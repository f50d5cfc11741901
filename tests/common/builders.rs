//! Test data builders for session configs and a stub encoder

use parking_lot::Mutex;
use std::path::{Path, PathBuf};
use std::sync::Arc;
use telerec_rs::config::{CameraConfig, CameraTransport, SessionConfig};
use telerec_rs::encode::VideoEncoder;
use telerec_rs::episode::CameraMeta;
use telerec_rs::error::{Result, TelerecError};

/// Builder for small, fast session configs backed by simulated devices
pub struct SessionConfigBuilder {
    config: SessionConfig,
}

impl SessionConfigBuilder {
    pub fn new(root: &Path, name: &str) -> Self {
        let mut config = SessionConfig::default();
        config.leader.joints = 3;
        config.follower.joints = 3;
        config.record.tick_rate_hz = 100;
        config.record.sample_target = Some(4);
        config.record.num_episodes = 1;
        config.record.reset_secs = 0.0;
        config.record.task = "integration test".to_string();
        config.record.max_consecutive_failures = 3;
        config.dataset.root = Some(root.to_path_buf());
        config.dataset.name = name.to_string();
        Self { config }
    }

    /// Add one synthetic camera with a small frame size
    pub fn camera(mut self, id: &str) -> Self {
        self.config.cameras.push(CameraConfig {
            id: id.to_string(),
            transport: CameraTransport::Synthetic,
            index_or_path: "0".to_string(),
            width: 32,
            height: 24,
            fps: 60,
        });
        self
    }

    pub fn episodes(mut self, count: u32) -> Self {
        self.config.record.num_episodes = count;
        self
    }

    pub fn samples(mut self, count: u64) -> Self {
        self.config.record.sample_target = Some(count);
        self
    }

    pub fn batch_size(mut self, size: usize) -> Self {
        self.config.encoding.batch_size = size;
        self
    }

    pub fn workers(mut self, count: usize) -> Self {
        self.config.encoding.workers = count;
        self
    }

    pub fn keep_raw(mut self) -> Self {
        self.config.encoding.keep_raw = true;
        self
    }

    pub fn resume(mut self) -> Self {
        self.config.dataset.resume = true;
        self
    }

    pub fn build(self) -> SessionConfig {
        self.config
    }
}

/// Encoder double that records its calls instead of running ffmpeg
///
/// Fails any episode directory registered through
/// [`fail_for`](Self::fail_for); everything else succeeds without
/// touching the filesystem.
pub struct StubEncoder {
    calls: Mutex<Vec<PathBuf>>,
    fail_dirs: Mutex<Vec<PathBuf>>,
}

impl StubEncoder {
    pub fn new() -> Arc<Self> {
        Arc::new(Self {
            calls: Mutex::new(Vec::new()),
            fail_dirs: Mutex::new(Vec::new()),
        })
    }

    pub fn fail_for(&self, episode_dir: PathBuf) {
        self.fail_dirs.lock().push(episode_dir);
    }

    /// Episode directories passed to `encode_stream`, one per camera
    pub fn calls(&self) -> Vec<PathBuf> {
        self.calls.lock().clone()
    }
}

impl VideoEncoder for StubEncoder {
    fn encode_stream(
        &self,
        episode_dir: &Path,
        camera: &CameraMeta,
        _tick_rate_hz: u32,
    ) -> Result<PathBuf> {
        self.calls.lock().push(episode_dir.to_path_buf());
        if self.fail_dirs.lock().iter().any(|dir| dir == episode_dir) {
            return Err(TelerecError::camera(&camera.id, "stub encode failure"));
        }
        Ok(telerec_rs::dataset::video_artifact_path(
            episode_dir,
            &camera.id,
        ))
    }
}
//! Frame Synchronization
//!
//! Cameras run at their own rates on their own threads; the control loop
//! runs at the session tick rate. The synchronizer bridges the two by
//! sampling each camera's newest frame at every tick and tagging it:
//!
//! - **Fresh** - the camera produced this frame since the previous tick
//! - **Repeated** - no new frame arrived, the previous one is reused
//!
//! A camera faster than the tick rate overwrites its slot between
//! samples; those intermediate frames are dropped and surface as the
//! `skipped` count on the sampled frame. A camera slower than the tick
//! rate yields repeats. Either way the tick always gets one frame per
//! camera and the sample is an approximation, never a stall.
//!
//! Freshness is derived from the per-camera generation counter, so the
//! synchronizer itself holds no pixel data; its state is one integer per
//! camera.

use crate::device::{Camera, FrameSnapshot};
use crate::types::{FrameTag, SampleFrame};
use std::collections::HashMap;

/// Aggregate freshness counters across a session
#[derive(Debug, Clone, Copy, Default, PartialEq, Eq)]
pub struct SyncStats {
    /// Frames sampled that were new since the previous tick
    pub fresh: u64,
    /// Frames sampled that were repeats of an earlier sample
    pub repeated: u64,
    /// Frames produced by cameras but dropped between samples
    pub skipped: u64,
    /// Samples requested from a camera that had produced nothing yet
    pub missing: u64,
}

/// Tags each camera's newest frame as fresh or repeated at every tick
pub struct FrameSynchronizer {
    /// Last sampled generation per camera id
    last_generations: HashMap<String, u64>,
    stats: SyncStats,
}

impl FrameSynchronizer {
    pub fn new() -> Self {
        Self {
            last_generations: HashMap::new(),
            stats: SyncStats::default(),
        }
    }

    pub fn stats(&self) -> &SyncStats {
        &self.stats
    }

    /// Sample every camera's newest frame for one tick
    ///
    /// Cameras that have produced nothing yet contribute no frame; that
    /// only happens if a capture thread died before its first frame,
    /// since `Camera::open` blocks for one.
    pub fn sample(&mut self, cameras: &[Camera]) -> Vec<SampleFrame> {
        cameras
            .iter()
            .filter_map(|camera| {
                let frame = self.sample_one(camera.id(), camera.latest());
                if frame.is_none() {
                    tracing::warn!("Camera '{}' has produced no frame to sample", camera.id());
                }
                frame
            })
            .collect()
    }

    /// Tag one camera's snapshot against the last sampled generation
    pub fn sample_one(
        &mut self,
        camera_id: &str,
        snapshot: Option<FrameSnapshot>,
    ) -> Option<SampleFrame> {
        let snapshot = match snapshot {
            Some(snapshot) => snapshot,
            None => {
                self.stats.missing += 1;
                return None;
            }
        };

        let last = self.last_generations.get(camera_id).copied().unwrap_or(0);
        let (tag, skipped) = if snapshot.generation > last {
            (FrameTag::Fresh, snapshot.generation - last - 1)
        } else {
            (FrameTag::Repeated, 0)
        };

        self.last_generations
            .insert(camera_id.to_string(), snapshot.generation);
        match tag {
            FrameTag::Fresh => {
                self.stats.fresh += 1;
                self.stats.skipped += skipped;
            }
            FrameTag::Repeated => self.stats.repeated += 1,
        }

        Some(SampleFrame {
            camera: camera_id.to_string(),
            captured_at: snapshot.captured_at,
            tag,
            skipped,
            data: snapshot.data,
        })
    }
}

impl Default for FrameSynchronizer {
    fn default() -> Self {
        Self::new()
    }
}
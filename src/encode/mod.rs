//! Asynchronous Video Encoding
//!
//! Sealed episodes carry raw RGB8 streams; turning them into video is
//! slow and must never stall the control loop, so it happens on a small
//! worker pool behind a bounded job queue. The control thread submits
//! jobs, drains completion events between ticks, and applies them to the
//! dataset index. Episodes are isolated: one failed encode marks that
//! episode `failed` and leaves its raw streams on disk for a retry, while
//! every other episode proceeds normally.
//!
//! Jobs carry paths, not pixels. The raw stream is already synced to disk
//! by the seal, so queue depth costs a few strings per episode and the
//! pipeline surviving a long backlog is just a matter of disk space.
//!
//! Submission batches: jobs collect in the pipeline until `batch_size`
//! are waiting, then all of them go to the workers at once. A full queue
//! defers jobs to the next flush instead of blocking the submitter.
//!
//! # Components
//!
//! - [`VideoEncoder`] - One camera stream in, one video file out
//! - [`EncodeJob`] - Everything a worker needs to encode one episode
//! - [`EncodeEvent`] - Progress reports back to the control thread
//! - [`EncodePipeline`] - Queue, batching, and worker pool

pub mod ffmpeg;

pub use ffmpeg::FfmpegEncoder;

use crate::dataset::raw_artifact_path;
use crate::episode::CameraMeta;
use crate::error::{Result, TelerecError};
use crossbeam_channel::{bounded, unbounded, Receiver, Sender, TrySendError};
use std::path::{Path, PathBuf};
use std::sync::Arc;
use std::time::Instant;

/// Encodes one camera's raw stream into a video artifact
pub trait VideoEncoder: Send + Sync {
    /// Encode `cam_<id>.rgb24` in `episode_dir` to a video file, played
    /// back at the session tick rate, and return the output path
    fn encode_stream(
        &self,
        episode_dir: &Path,
        camera: &CameraMeta,
        tick_rate_hz: u32,
    ) -> Result<PathBuf>;
}

/// One episode's encoding work
#[derive(Debug, Clone)]
pub struct EncodeJob {
    pub episode_index: u64,
    pub episode_dir: PathBuf,
    pub cameras: Vec<CameraMeta>,
    pub tick_rate_hz: u32,
    /// Keep the raw streams even after a successful encode
    pub keep_raw: bool,
}

/// Progress report from a worker to the control thread
#[derive(Debug)]
pub enum EncodeEvent {
    /// A worker picked the episode up
    Started { episode_index: u64 },
    /// All camera streams finished, or the first failure
    Finished {
        episode_index: u64,
        result: Result<()>,
    },
}

/// Bounded queue and worker pool for episode encoding
pub struct EncodePipeline {
    job_sender: Option<Sender<EncodeJob>>,
    event_receiver: Receiver<EncodeEvent>,
    /// Jobs collected toward the next batch (or deferred by a full queue)
    pending: Vec<EncodeJob>,
    batch_size: usize,
    workers: Vec<std::thread::JoinHandle<()>>,
    submitted: u64,
}

impl EncodePipeline {
    pub fn new(
        encoder: Arc<dyn VideoEncoder>,
        workers: usize,
        queue_depth: usize,
        batch_size: usize,
    ) -> Self {
        let (job_sender, job_receiver) = bounded::<EncodeJob>(queue_depth.max(1));
        let (event_sender, event_receiver) = unbounded::<EncodeEvent>();

        let workers = (0..workers.max(1))
            .map(|worker_id| {
                let jobs = job_receiver.clone();
                let events = event_sender.clone();
                let encoder = encoder.clone();
                std::thread::spawn(move || worker_loop(worker_id, jobs, events, encoder))
            })
            .collect();

        Self {
            job_sender: Some(job_sender),
            event_receiver,
            pending: Vec::new(),
            batch_size: batch_size.max(1),
            workers,
            submitted: 0,
        }
    }

    /// Queue one episode; hands the batch to the workers once it is full
    pub fn submit(&mut self, job: EncodeJob) {
        tracing::debug!("Episode {} queued for encoding", job.episode_index);
        self.pending.push(job);
        self.submitted += 1;
        if self.pending.len() >= self.batch_size {
            self.flush();
        }
    }

    /// Push collected jobs to the workers without waiting for a batch
    pub fn flush(&mut self) {
        let Some(sender) = &self.job_sender else {
            return;
        };

        let mut deferred = Vec::new();
        for job in self.pending.drain(..) {
            match sender.try_send(job) {
                Ok(()) => {}
                Err(TrySendError::Full(job)) => deferred.push(job),
                Err(TrySendError::Disconnected(job)) => {
                    tracing::error!(
                        "Encode workers are gone; episode {} stays deferred",
                        job.episode_index
                    );
                    deferred.push(job);
                }
            }
        }
        if !deferred.is_empty() {
            tracing::warn!(
                "Encode queue full, deferring {} episode(s) to the next flush",
                deferred.len()
            );
            self.pending = deferred;
        }
    }

    /// Jobs not yet handed to the workers
    pub fn queued(&self) -> usize {
        self.pending.len()
    }

    /// Episodes submitted over the pipeline's lifetime
    pub fn submitted(&self) -> u64 {
        self.submitted
    }

    /// Drain progress events without blocking
    pub fn try_events(&self) -> Vec<EncodeEvent> {
        let mut events = Vec::new();
        while let Ok(event) = self.event_receiver.try_recv() {
            events.push(event);
        }
        events
    }

    /// Flush everything, wait for the workers, and return final events
    pub fn finish(mut self) -> Vec<EncodeEvent> {
        if let Some(sender) = self.job_sender.take() {
            for job in self.pending.drain(..) {
                if sender.send(job).is_err() {
                    tracing::error!("Encode workers gone during shutdown");
                    break;
                }
            }
            // Workers exit when the channel closes
            drop(sender);
        }
        for worker in self.workers.drain(..) {
            let _ = worker.join();
        }
        self.try_events()
    }
}

fn worker_loop(
    worker_id: usize,
    jobs: Receiver<EncodeJob>,
    events: Sender<EncodeEvent>,
    encoder: Arc<dyn VideoEncoder>,
) {
    while let Ok(job) = jobs.recv() {
        let episode_index = job.episode_index;
        let _ = events.send(EncodeEvent::Started { episode_index });

        let started = Instant::now();
        let result = encode_job(&*encoder, &job);
        match &result {
            Ok(()) => tracing::info!(
                "Episode {} encoded in {:.1}s (worker {})",
                episode_index,
                started.elapsed().as_secs_f64(),
                worker_id
            ),
            Err(e) => tracing::error!("Episode {} encoding failed: {}", episode_index, e),
        }
        let _ = events.send(EncodeEvent::Finished {
            episode_index,
            result,
        });
    }
    tracing::debug!("Encode worker {} exiting", worker_id);
}

fn encode_job(encoder: &dyn VideoEncoder, job: &EncodeJob) -> Result<()> {
    for camera in &job.cameras {
        encoder
            .encode_stream(&job.episode_dir, camera, job.tick_rate_hz)
            .map_err(|e| {
                TelerecError::encoding(job.episode_index, format!("camera '{}': {}", camera.id, e))
            })?;
    }

    // Raw streams are the recovery source; they go only after every
    // camera encoded
    if !job.keep_raw {
        for camera in &job.cameras {
            let raw = raw_artifact_path(&job.episode_dir, &camera.id);
            if let Err(e) = std::fs::remove_file(&raw) {
                tracing::warn!("Could not remove {}: {}", raw.display(), e);
            }
        }
    }
    Ok(())
}

#[cfg(test)]
mod tests {
    use super::*;
    use crate::dataset::video_artifact_path;
    use parking_lot::Mutex;
    use std::time::Duration;

    /// Test encoder that records calls and fails on request
    struct StubEncoder {
        encoded: Mutex<Vec<(PathBuf, String)>>,
        fail_dirs: Vec<PathBuf>,
    }

    impl StubEncoder {
        fn new() -> Self {
            Self {
                encoded: Mutex::new(Vec::new()),
                fail_dirs: Vec::new(),
            }
        }

        fn failing_on(dir: PathBuf) -> Self {
            Self {
                encoded: Mutex::new(Vec::new()),
                fail_dirs: vec![dir],
            }
        }
    }

    impl VideoEncoder for StubEncoder {
        fn encode_stream(
            &self,
            episode_dir: &Path,
            camera: &CameraMeta,
            _tick_rate_hz: u32,
        ) -> Result<PathBuf> {
            if self.fail_dirs.iter().any(|d| d == episode_dir) {
                return Err(TelerecError::camera(&camera.id, "stub failure"));
            }
            self.encoded
                .lock()
                .push((episode_dir.to_path_buf(), camera.id.clone()));
            Ok(video_artifact_path(episode_dir, &camera.id))
        }
    }

    fn camera(id: &str) -> CameraMeta {
        CameraMeta {
            id: id.to_string(),
            width: 2,
            height: 2,
            fps: 30,
        }
    }

    fn job(index: u64, dir: &Path) -> EncodeJob {
        EncodeJob {
            episode_index: index,
            episode_dir: dir.join(format!("episode_{:06}", index)),
            cameras: vec![camera("top")],
            tick_rate_hz: 30,
            keep_raw: true,
        }
    }

    #[test]
    fn test_jobs_run_and_report() {
        let tmp = tempfile::tempdir().unwrap();
        let encoder = Arc::new(StubEncoder::new());
        let mut pipeline = EncodePipeline::new(encoder.clone(), 2, 8, 1);

        for i in 0..3 {
            pipeline.submit(job(i, tmp.path()));
        }
        let events = pipeline.finish();

        let finished: Vec<u64> = events
            .iter()
            .filter_map(|e| match e {
                EncodeEvent::Finished { episode_index, result } => {
                    assert!(result.is_ok());
                    Some(*episode_index)
                }
                _ => None,
            })
            .collect();
        assert_eq!(finished.len(), 3);
        assert_eq!(encoder.encoded.lock().len(), 3);
    }

    #[test]
    fn test_batching_holds_jobs_back() {
        let tmp = tempfile::tempdir().unwrap();
        let encoder = Arc::new(StubEncoder::new());
        let mut pipeline = EncodePipeline::new(encoder.clone(), 1, 8, 3);

        pipeline.submit(job(0, tmp.path()));
        pipeline.submit(job(1, tmp.path()));
        assert_eq!(pipeline.queued(), 2);
        std::thread::sleep(Duration::from_millis(50));
        assert!(encoder.encoded.lock().is_empty());

        // The third submission completes the batch
        pipeline.submit(job(2, tmp.path()));
        assert_eq!(pipeline.queued(), 0);

        let events = pipeline.finish();
        assert_eq!(
            events
                .iter()
                .filter(|e| matches!(e, EncodeEvent::Finished { .. }))
                .count(),
            3
        );
    }

    #[test]
    fn test_one_failure_does_not_block_others() {
        let tmp = tempfile::tempdir().unwrap();
        let bad_dir = tmp.path().join("episode_000001");
        let encoder = Arc::new(StubEncoder::failing_on(bad_dir));
        let mut pipeline = EncodePipeline::new(encoder, 1, 8, 1);

        for i in 0..3 {
            pipeline.submit(job(i, tmp.path()));
        }
        let events = pipeline.finish();

        let mut ok = Vec::new();
        let mut failed = Vec::new();
        for event in &events {
            if let EncodeEvent::Finished { episode_index, result } = event {
                match result {
                    Ok(()) => ok.push(*episode_index),
                    Err(_) => failed.push(*episode_index),
                }
            }
        }
        assert_eq!(ok, vec![0, 2]);
        assert_eq!(failed, vec![1]);
    }

    #[test]
    fn test_full_queue_defers_instead_of_blocking() {
        let tmp = tempfile::tempdir().unwrap();
        // Depth 1: the queue is full whenever the single worker is busy
        let encoder = Arc::new(StubEncoder::new());
        let mut pipeline = EncodePipeline::new(encoder, 1, 1, 1);

        for i in 0..6 {
            pipeline.submit(job(i, tmp.path()));
        }
        // Deferred jobs are not lost; finish pushes them through
        let events = pipeline.finish();
        let finished = events
            .iter()
            .filter(|e| matches!(e, EncodeEvent::Finished { .. }))
            .count();
        assert_eq!(finished, 6);
    }

    #[test]
    fn test_successful_encode_removes_raw_when_asked() {
        let tmp = tempfile::tempdir().unwrap();
        let mut raw_job = job(0, tmp.path());
        raw_job.keep_raw = false;
        std::fs::create_dir_all(&raw_job.episode_dir).unwrap();
        let raw = raw_artifact_path(&raw_job.episode_dir, "top");
        std::fs::write(&raw, [0u8; 12]).unwrap();

        let mut pipeline = EncodePipeline::new(Arc::new(StubEncoder::new()), 1, 4, 1);
        pipeline.submit(raw_job);
        pipeline.finish();

        assert!(!raw.exists());
    }
}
★ ★ ★ ★ ★ ★ ★
▸ Task to carry out
Check the entries above for the word "control" and copy every line where it turns up.

▸ Answer section
//! Cameras run at their own rates on their own threads; the control loop
//! slow and must never stall the control loop, so it happens on a small
//! worker pool behind a bounded job queue. The control thread submits
//! - [`EncodeEvent`] - Progress reports back to the control thread
/// Progress report from a worker to the control thread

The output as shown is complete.